Among muscle injuries, 83.9 percent affected muscles from the lower extremities. The sports most prone to muscle injuries were athletics, soccer (football) and weightlifting. Athletics also accounted for 34.6 percent of all tendon injuries.
Eighty-four percent of stress injuries were seen in the lower extremities. Stress injuries were most commonly seen in athletics, volleyball, artistic gymnastics and fencing. Fractures were most commonly found in athletics, hockey and cycling. Nearly half were upper extremity fractures.
"Two peaks of imaging utilization were observed, on the fifth and 12th days of the games," Dr. Guermazi said. "This likely corresponds with the timing of judo and athletics events, with both sports showing high proportional utilization rates. These findings will help to plan for increased availability of imaging services during those expected peaks."
Overall, imaging was used to help diagnose sports-related injuries in 6.4 percent of athletes competing in the Olympic Games. High utilization of ultrasound and MRI implies that organizers of future Olympic programs should ensure wide availability of these imaging modalities.
"Imaging continues to be crucial for establishing fast and relevant diagnoses that help in medical decision making during these events," Dr.
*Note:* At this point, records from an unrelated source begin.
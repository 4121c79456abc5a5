use std::path::PathBuf;
use thiserror::Error;

/// Result type alias for the engine
pub type Result<T> = std::result::Result<T, Error>;

/// Error taxonomy for a generation pass.
///
/// `Scan` is scan-fatal; `Read`, `Parse` and `Grammar` are file-fatal and
/// escalate to scan-fatal (a malformed handler file indicates a
/// build-breaking error upstream). Heuristic misses (uninferable response
/// type, missing documentation, absent routing-root marker) are not errors
/// and never appear here; they degrade to sentinel or absent values in the
/// route model.
#[derive(Debug, Error)]
pub enum Error {
    /// Directory traversal failed (missing root, permissions, symlink loop)
    #[error("failed to scan {}", root.display())]
    Scan {
        root: PathBuf,
        #[source]
        source: walkdir::Error,
    },

    /// A route file could not be read (I/O failure or invalid UTF-8)
    #[error("failed to read {}", file.display())]
    Read {
        file: PathBuf,
        #[source]
        source: std::io::Error,
    },

    /// A route file contains invalid TypeScript syntax
    #[error("syntax error in {}", file.display())]
    Parse { file: PathBuf },

    /// The TypeScript grammar could not be loaded into the parser
    #[error("parser configuration error")]
    Grammar(#[from] tree_sitter::LanguageError),

    /// Serializing the OpenAPI document failed
    #[error("serialization error: {0}")]
    Serialize(String),

    /// Writing a generated artifact failed
    #[error("failed to write {}", file.display())]
    Write {
        file: PathBuf,
        #[source]
        source: std::io::Error,
    },
}

impl From<serde_json::Error> for Error {
    fn from(err: serde_json::Error) -> Self {
        Error::Serialize(format!("JSON: {}", err))
    }
}

impl From<serde_yaml::Error> for Error {
    fn from(err: serde_yaml::Error) -> Self {
        Error::Serialize(format!("YAML: {}", err))
    }
}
Guermazi said.
"Sports Injuries at the Rio de Janeiro 2016 Summer Olympics: Use of Diagnostic Imaging Services." Collaborating with Dr. Guermazi were Daichi Hayashi, M.D., Ph.D., Mohamed Jarraya, M.D., Michel D. Crema, M.D., Roald Bahr, M.D., Ph.D., Frank W. Roemer, M.D., Joao Grangeiro, M.D., Richard Budgett, M.D., Torbjorn Soligard, M.D., Ph.D., Romulo Domingues, M.D., Abdalla Skaf, M.D., and Lars Engebretsen, M.D., Ph.D.